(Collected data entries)
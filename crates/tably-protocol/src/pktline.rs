//! Pkt-line framing for control messages.
//!
//! Each line is prefixed with a 4-character hex length that counts the
//! prefix itself, or "0000" for a flush marker. This is bit-compatible
//! with git's pkt-line framing.

use crate::{ProtocolError, Result};
use std::io::{Read, Write};

/// Largest encoded pkt-line, prefix included.
pub const MAX_PKT_LEN: usize = 65520;

/// A pkt-line packet.
#[derive(Debug, Clone, PartialEq, Eq)]
pub enum PktLine {
    /// Data line with content.
    Data(Vec<u8>),
    /// Flush packet (0000).
    Flush,
}

impl PktLine {
    /// Creates a data packet from a string slice.
    pub fn from_string(s: &str) -> Self {
        Self::Data(s.as_bytes().to_vec())
    }

    /// Creates a data packet from bytes.
    pub fn from_bytes(b: impl Into<Vec<u8>>) -> Self {
        Self::Data(b.into())
    }

    /// Encodes the packet to bytes.
    pub fn encode(&self) -> Result<Vec<u8>> {
        match self {
            Self::Data(data) => {
                let len = data.len() + 4;
                if len > MAX_PKT_LEN {
                    return Err(ProtocolError::InvalidPktLine(format!(
                        "line too long: {} bytes",
                        data.len()
                    )));
                }
                let mut result = format!("{:04x}", len).into_bytes();
                result.extend_from_slice(data);
                Ok(result)
            }
            Self::Flush => Ok(b"0000".to_vec()),
        }
    }

    /// Returns true if this is a flush packet.
    pub fn is_flush(&self) -> bool {
        matches!(self, Self::Flush)
    }

    /// Returns the data content, or None for a flush.
    pub fn data(&self) -> Option<&[u8]> {
        match self {
            Self::Data(data) => Some(data),
            Self::Flush => None,
        }
    }

    /// Returns the data as a string, trimming one trailing newline.
    pub fn as_str(&self) -> Option<&str> {
        self.data()
            .and_then(|d| std::str::from_utf8(d).ok())
            .map(|s| s.strip_suffix('\n').unwrap_or(s))
    }
}

/// Reader for pkt-line format.
pub struct PktLineReader<R> {
    reader: R,
}

impl<R: Read> PktLineReader<R> {
    /// Creates a new pkt-line reader.
    pub fn new(reader: R) -> Self {
        Self { reader }
    }

    /// Reads the next packet, or `None` at a clean end of input.
    pub fn read(&mut self) -> Result<Option<PktLine>> {
        let mut len_buf = [0u8; 4];
        let mut filled = 0;
        while filled < len_buf.len() {
            match self.reader.read(&mut len_buf[filled..]) {
                Ok(0) if filled == 0 => return Ok(None),
                Ok(0) => {
                    return Err(ProtocolError::InvalidPktLine(
                        "truncated length prefix".to_string(),
                    ))
                }
                Ok(n) => filled += n,
                Err(e) if e.kind() == std::io::ErrorKind::Interrupted => {}
                Err(e) => return Err(e.into()),
            }
        }

        if !len_buf.iter().all(u8::is_ascii_hexdigit) {
            return Err(ProtocolError::InvalidPktLine(
                "invalid length prefix".to_string(),
            ));
        }
        // All four bytes are ASCII hex digits, so both conversions succeed.
        let len_str = std::str::from_utf8(&len_buf)
            .map_err(|_| ProtocolError::InvalidPktLine("invalid length prefix".to_string()))?;
        let len = usize::from_str_radix(len_str, 16)
            .map_err(|_| ProtocolError::InvalidPktLine("invalid length".to_string()))?;

        if len == 0 {
            return Ok(Some(PktLine::Flush));
        }
        if len < 4 {
            return Err(ProtocolError::InvalidPktLine("length too small".to_string()));
        }
        if len > MAX_PKT_LEN {
            return Err(ProtocolError::InvalidPktLine("length too large".to_string()));
        }

        let mut data = vec![0u8; len - 4];
        self.reader.read_exact(&mut data).map_err(|e| {
            if e.kind() == std::io::ErrorKind::UnexpectedEof {
                ProtocolError::InvalidPktLine("truncated line".to_string())
            } else {
                e.into()
            }
        })?;

        Ok(Some(PktLine::Data(data)))
    }

    /// Reads all packets up to a flush. A missing flush is an error.
    pub fn read_until_flush(&mut self) -> Result<Vec<PktLine>> {
        let mut packets = Vec::new();
        loop {
            match self.read()? {
                Some(PktLine::Flush) => return Ok(packets),
                Some(pkt) => packets.push(pkt),
                None => {
                    return Err(ProtocolError::InvalidPktLine(
                        "missing flush".to_string(),
                    ))
                }
            }
        }
    }

    /// Reads UTF-8 text lines up to a flush, stripping trailing newlines.
    pub fn read_lines(&mut self) -> Result<Vec<String>> {
        self.read_until_flush()?
            .iter()
            .map(|pkt| {
                pkt.as_str().map(str::to_string).ok_or_else(|| {
                    ProtocolError::InvalidPktLine("line is not valid UTF-8".to_string())
                })
            })
            .collect()
    }

    /// Returns a mutable reference to the inner reader.
    pub fn inner_mut(&mut self) -> &mut R {
        &mut self.reader
    }

    /// Consumes the reader and returns the inner reader.
    pub fn into_inner(self) -> R {
        self.reader
    }
}

/// Writer for pkt-line format.
pub struct PktLineWriter<W> {
    writer: W,
}

impl<W: Write> PktLineWriter<W> {
    /// Creates a new pkt-line writer.
    pub fn new(writer: W) -> Self {
        Self { writer }
    }

    /// Writes a packet.
    pub fn write(&mut self, pkt: &PktLine) -> Result<()> {
        self.writer.write_all(&pkt.encode()?)?;
        Ok(())
    }

    /// Writes a string line, appending a newline if missing.
    pub fn write_line(&mut self, s: &str) -> Result<()> {
        let mut data = s.as_bytes().to_vec();
        if !s.ends_with('\n') {
            data.push(b'\n');
        }
        self.write(&PktLine::Data(data))
    }

    /// Writes a flush packet.
    pub fn flush_pkt(&mut self) -> Result<()> {
        self.write(&PktLine::Flush)
    }

    /// Flushes the underlying writer.
    pub fn flush(&mut self) -> Result<()> {
        self.writer.flush()?;
        Ok(())
    }

    /// Returns the inner writer.
    pub fn into_inner(self) -> W {
        self.writer
    }
}


#[cfg(test)]
mod proptests {
    use super::*;
    use proptest::prelude::*;

    proptest! {
        /// Property: arbitrary strings survive a write/read cycle.
        #[test]
        fn prop_line_roundtrip(lines in prop::collection::vec(".{0,200}", 0..20)) {
            let mut buf = Vec::new();
            {
                let mut writer = PktLineWriter::new(&mut buf);
                for line in &lines {
                    writer.write(&PktLine::from_string(line)).unwrap();
                }
                writer.flush_pkt().unwrap();
            }
            let mut reader = PktLineReader::new(buf.as_slice());
            let packets = reader.read_until_flush().unwrap();
            prop_assert_eq!(packets.len(), lines.len());
            for (pkt, line) in packets.iter().zip(&lines) {
                prop_assert_eq!(pkt.data().unwrap(), line.as_bytes());
            }
        }

        /// Property: arbitrary input never panics the reader.
        #[test]
        fn prop_reader_no_panic(data in prop::collection::vec(any::<u8>(), 0..512)) {
            let mut reader = PktLineReader::new(data.as_slice());
            for _ in 0..64 {
                match reader.read() {
                    Ok(Some(_)) => continue,
                    _ => break,
                }
            }
        }
    }
}
//! Fetching history from a remote node.

use crate::{RemoteClient, Result};
use std::collections::HashSet;
use std::sync::Arc;
use tably_protocol::{
    is_ancestor_of, reason, NegotiationStats, Negotiator, Refspec, StoreSink, Update,
};
use tably_storage::{Actor, ObjectStore, ObjectType, RefStore, Sum};

/// Reflog action recorded for refs written by fetch.
pub const FETCH_ACTION: &str = "fetch";

/// Rejection recorded when a fetched ref would not fast-forward.
pub const NON_FAST_FORWARD: &str = "non-fast-forward";

/// Result of a fetch.
#[derive(Debug, Clone, Default)]
pub struct FetchOutcome {
    /// Local ref changes; rejected ones carry `err_msg`.
    pub updates: Vec<Update>,
    /// Negotiation counters, all zero when nothing had to be transferred.
    pub stats: NegotiationStats,
}

/// Maps advertised remote refs onto local refs.
///
/// The first matching refspec wins. Refs already holding the advertised
/// sum are left out.
pub fn plan_fetch(
    refs: &dyn RefStore,
    advertised: &[(String, Sum)],
    refspecs: &[Refspec],
) -> Result<Vec<Update>> {
    let mut updates = Vec::new();
    for (name, sum) in advertised {
        let Some((spec, dst)) = refspecs
            .iter()
            .find_map(|spec| spec.transform(name).map(|dst| (spec, dst)))
        else {
            continue;
        };
        let old = refs.get(&dst)?;
        if old == Some(*sum) {
            continue;
        }
        let mut update = Update::new(old, Some(*sum), name.clone(), dst);
        update.force = spec.is_force();
        updates.push(update);
    }
    Ok(updates)
}

/// Points local refs at fetched commits.
///
/// A ref is created when missing, fast-forwarded when the new commit
/// descends from the old one, and otherwise only moved when forced.
pub fn apply_fetch(
    objects: Arc<dyn ObjectStore>,
    refs: &dyn RefStore,
    actor: &Actor,
    updates: &mut [Update],
) -> Result<()> {
    for update in updates.iter_mut() {
        let Some(sum) = update.sum else {
            continue;
        };
        if !objects.exist(ObjectType::Commit, &sum)? {
            update.err_msg = Some(reason::MISSING_COMMIT.to_string());
            continue;
        }

        let message = match update.old_sum {
            None => "storing head",
            Some(old) if is_ancestor_of(objects.clone(), &old, &sum)? => "fast-forward",
            Some(_) if update.force => "forced-update",
            Some(_) => {
                update.err_msg = Some(NON_FAST_FORWARD.to_string());
                continue;
            }
        };

        if !refs.compare_and_swap(&update.dst, update.old_sum, sum)? {
            update.err_msg = Some(reason::STALE.to_string());
            continue;
        }
        refs.append_reflog(
            &update.dst,
            actor.reflog(update.old_sum, Some(sum), FETCH_ACTION, message),
        )?;
        tracing::info!(src = %update.src, dst = %update.dst, sum = %sum, "{}", message);
    }
    Ok(())
}

/// Fetches from `remote` into the local stores.
///
/// With no refspecs, `+heads/*:remotes/<remote_name>/*` is used.
pub async fn fetch(
    remote: &RemoteClient,
    objects: Arc<dyn ObjectStore>,
    refs: Arc<dyn RefStore>,
    remote_name: &str,
    refspecs: &[Refspec],
) -> Result<FetchOutcome> {
    let default = [Refspec::default_fetch(remote_name)];
    let refspecs = if refspecs.is_empty() {
        &default[..]
    } else {
        refspecs
    };

    let advertised = remote.list_refs().await?;
    let mut updates = plan_fetch(refs.as_ref(), &advertised, refspecs)?;

    let mut seen = HashSet::new();
    let mut wants = Vec::new();
    for sum in updates.iter().filter_map(|u| u.sum) {
        if seen.insert(sum) && !objects.exist(ObjectType::Commit, &sum)? {
            wants.push(sum);
        }
    }

    let tips: Vec<Sum> = refs.list("")?.into_iter().map(|(_, sum)| sum).collect();
    tracing::info!(
        remote = %remote.base_url(),
        updates = updates.len(),
        wants = wants.len(),
        tips = tips.len(),
        "Fetching"
    );

    let mut transport = remote.upload_pack();
    let mut sink = StoreSink::new(objects.clone());
    let stats = Negotiator::new(objects.clone(), wants, &tips)?
        .start(&mut transport, &mut sink)
        .await?;

    apply_fetch(objects, refs.as_ref(), &remote.config().actor, &mut updates)?;
    Ok(FetchOutcome { updates, stats })
}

§ PROBLEM STATEMENT
Using the records above, output exactly the lines from the first through the line that contains "is a flush packet.", with both of those included.

§ ANSWER TO THIS EXERCISE
filename crates/tably-protocol/src/pktline.rs
//! Pkt-line framing for control messages.
//!
//! Each line is prefixed with a 4-character hex length that counts the
//! prefix itself, or "0000" for a flush marker. This is bit-compatible
//! with git's pkt-line framing.

use crate::{ProtocolError, Result};
use std::io::{Read, Write};

/// Largest encoded pkt-line, prefix included.
pub const MAX_PKT_LEN: usize = 65520;

/// A pkt-line packet.
#[derive(Debug, Clone, PartialEq, Eq)]
pub enum PktLine {
    /// Data line with content.
    Data(Vec<u8>),
    /// Flush packet (0000).
    Flush,
}

impl PktLine {
    /// Creates a data packet from a string slice.
    pub fn from_string(s: &str) -> Self {
        Self::Data(s.as_bytes().to_vec())
    }

    /// Creates a data packet from bytes.
    pub fn from_bytes(b: impl Into<Vec<u8>>) -> Self {
        Self::Data(b.into())
    }

    /// Encodes the packet to bytes.
    pub fn encode(&self) -> Result<Vec<u8>> {
        match self {
            Self::Data(data) => {
                let len = data.len() + 4;
                if len > MAX_PKT_LEN {
                    return Err(ProtocolError::InvalidPktLine(format!(
                        "line too long: {} bytes",
                        data.len()
                    )));
                }
                let mut result = format!("{:04x}", len).into_bytes();
                result.extend_from_slice(data);
                Ok(result)
            }
            Self::Flush => Ok(b"0000".to_vec()),
        }
    }

    /// Returns true if this is a flush packet.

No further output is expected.